El acertijo es un juego al que nos gusta jugar siempre y cuando tengamos la seguridad de que sabremos su solución. Solemos abrir los ojos, muy atentos, escuchando o leyendo un enunciado cuya síntesis flotará en nuestra cabeza hasta florecer en forma de respuesta. No es la creatividad la que disputa este partido, sino los caminos que establece la mente hasta dar con aquello que estamos buscando.
Lo mismo pasa en un restaurante. Te sientas, lees la carta muy atentamente a sabiendas que los textos que enuncian los platos son, muchas veces, pequeñas triquiñuelas para embellecer –o encarecer- algo tan primario como el hecho de comer. Buscas el sentido de cosas que no la tienen y ahí entra en juego la intuición, el tirarse a la piscina. Ya no estamos en los setenta, los platos no necesitan de pasaporte ni de foto. Ya no comemos, ahora degustamos y sentimos. Somos nosotros los que nos llenamos de coraje dejándonos caer al vacío confiando nuestro bolsillo y paladar a un tipo de chaquetilla blanca al que, dicen, le llueven las estrellas.
A Jordi Cruz no es que le lluevan, sino que se las lleva ganando desde sus inicios en L’Estany Clar de Cercs, cuando con 24 años se convirtió en el chef más joven de nuestro país en conseguir la primera. Después de cinco años al frente del ABaC, el de Manresa ha conseguido asentarse como uno de los grandes referentes de la era Post-Adrià. Reivindica el respeto absoluto por la tradición y el producto, sobre los que aporta su interpretación con la ayuda de la técnica. El ABaC es su campo de batalla, y en la sala no hay una sola mesa vacía.

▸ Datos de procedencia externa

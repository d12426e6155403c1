pub mod maze;
pub mod player;
pub mod scene;
pub mod triggers;
pub mod ui;
pub mod ui_common;

pub use maze::*;
pub use player::*;
pub use scene::*;
pub use triggers::*;
pub use ui::*;
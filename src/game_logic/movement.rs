use bevy::prelude::*;
use std::f32::consts::FRAC_PI_2;

/// Configuration for first-person movement
#[derive(Debug, Clone, Copy)]
pub struct FpsMovementConfig {
    pub gravity_force: f32,
    pub pitch_limit: f32,
}

impl Default for FpsMovementConfig {
    fn default() -> Self {
        Self {
            gravity_force: 9.81,
            pitch_limit: FRAC_PI_2 - 0.01,
        }
    }
}

/// Camera orientation split into body yaw and head pitch
#[derive(Debug, Clone, Copy, PartialEq, Default)]
pub struct LookAngles {
    pub yaw: f32,
    pub pitch: f32,
}

impl LookAngles {
    /// Apply a mouse delta. Moving right turns right, moving up looks up.
    ///
    /// # Examples
    /// ```
    /// use mazerun::game_logic::movement::{FpsMovementConfig, LookAngles};
    /// use bevy::prelude::Vec2;
    ///
    /// let config = FpsMovementConfig::default();
    /// let look = LookAngles::default().apply_mouse(Vec2::new(0.0, -10_000.0), 1.0, config);
    /// assert_eq!(look.pitch, config.pitch_limit);
    /// ```
    pub fn apply_mouse(self, delta: Vec2, sensitivity: f32, config: FpsMovementConfig) -> Self {
        Self {
            yaw: self.yaw - delta.x * sensitivity,
            pitch: (self.pitch - delta.y * sensitivity)
                .clamp(-config.pitch_limit, config.pitch_limit),
        }
    }

    pub fn body_rotation(self) -> Quat {
        Quat::from_rotation_y(self.yaw)
    }

    pub fn head_rotation(self) -> Quat {
        Quat::from_rotation_x(self.pitch)
    }
}

/// Gather WASD / arrow keys into a planar input: x strafes right, y walks forward.
pub fn keyboard_input(keys: &ButtonInput<KeyCode>) -> Vec2 {
    let mut input = Vec2::ZERO;
    if keys.pressed(KeyCode::KeyW) || keys.pressed(KeyCode::ArrowUp) {
        input.y += 1.0;
    }
    if keys.pressed(KeyCode::KeyS) || keys.pressed(KeyCode::ArrowDown) {
        input.y -= 1.0;
    }
    if keys.pressed(KeyCode::KeyD) || keys.pressed(KeyCode::ArrowRight) {
        input.x += 1.0;
    }
    if keys.pressed(KeyCode::KeyA) || keys.pressed(KeyCode::ArrowLeft) {
        input.x -= 1.0;
    }
    input
}

/// Horizontal translation for one frame, relative to the body yaw.
///
/// Diagonal input is clamped so it is never faster than straight movement.
pub fn planar_translation(input: Vec2, yaw: f32, speed: f32, delta_time: f32) -> Vec3 {
    let input = input.clamp_length_max(1.0);
    let rotation = Quat::from_rotation_y(yaw);
    let forward = rotation * Vec3::NEG_Z;
    let right = rotation * Vec3::X;
    (forward * input.y + right * input.x) * speed * delta_time
}

/// Add a downward component so the character controller keeps the player grounded.
pub fn apply_gravity(translation: Vec3, delta_time: f32, config: FpsMovementConfig) -> Vec3 {
    Vec3::new(
        translation.x,
        translation.y - config.gravity_force * delta_time,
        translation.z,
    )
}

#[cfg(test)]
mod tests {
    use super::*;

    fn approx(a: Vec3, b: Vec3) -> bool {
        (a - b).length() < 1e-5
    }

    #[test]
    fn test_forward_at_zero_yaw_is_negative_z() {
        let translation = planar_translation(Vec2::new(0.0, 1.0), 0.0, 2.0, 0.5);
        assert!(approx(translation, Vec3::new(0.0, 0.0, -1.0)));
    }

    #[test]
    fn test_strafe_right_is_positive_x() {
        let translation = planar_translation(Vec2::new(1.0, 0.0), 0.0, 1.0, 1.0);
        assert!(approx(translation, Vec3::X));
    }

    #[test]
    fn test_diagonal_is_not_faster() {
        let translation = planar_translation(Vec2::new(1.0, 1.0), 0.3, 4.0, 1.0);
        assert!((translation.length() - 4.0).abs() < 1e-4);
    }

    #[test]
    fn test_yaw_turns_forward() {
        let translation = planar_translation(Vec2::Y, FRAC_PI_2, 1.0, 1.0);
        assert!(approx(translation, Vec3::NEG_X));
    }

    #[test]
    fn test_mouse_turns_and_clamps() {
        let config = FpsMovementConfig::default();
        let look = LookAngles::default().apply_mouse(Vec2::new(10.0, 0.0), 0.01, config);
        assert!((look.yaw + 0.1).abs() < 1e-6);
        assert_eq!(look.pitch, 0.0);

        let look = look.apply_mouse(Vec2::new(0.0, 1_000.0), 0.01, config);
        assert_eq!(look.pitch, -config.pitch_limit);
    }

    #[test]
    fn test_gravity_only_changes_y() {
        let config = FpsMovementConfig::default();
        let result = apply_gravity(Vec3::new(1.0, 0.0, 0.5), 1.0 / 60.0, config);
        assert_eq!(result.x, 1.0);
        assert_eq!(result.z, 0.5);
        assert!((result.y + config.gravity_force / 60.0).abs() < 1e-6);
    }

    #[test]
    fn test_keyboard_input() {
        let mut keys = ButtonInput::<KeyCode>::default();
        keys.press(KeyCode::KeyW);
        keys.press(KeyCode::KeyA);
        assert_eq!(keyboard_input(&keys), Vec2::new(-1.0, 1.0));

        keys.press(KeyCode::KeyS);
        assert_eq!(keyboard_input(&keys), Vec2::new(-1.0, 0.0));
    }
}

La carta ya es una declaración de intenciones. Dos menús degustación diferentes, en los que, a diferencia del socorrido modelo “standard” + “extended version”, no se repite ningún plato. Los dos empiezan con un cocktail y mientras que el menú ABaC cuenta con doce platos, el mayor de la familia (Gran ABaC) consta de 15 dosis de placer concentrado.
Un día es un día, así que escogemos el menú largo. Declinamos la opción del maridaje para concentrarnos en el sólido elemento y nos dejamos guiar por la sabia recomendación del sommelier Bernardo Martínez, que nos convence de la elegante ubicuidad del champagne.
El Bloody Mary con el que arranca la función llega disfrazado de whisky on the rocks: color dorado y servido en vaso ancho. Sustituyendo el zumo por el agua de los tomates se consigue un color más tenue, una densidad más liquida y un sabor aún más concentrado y refrescante que en la versión old school.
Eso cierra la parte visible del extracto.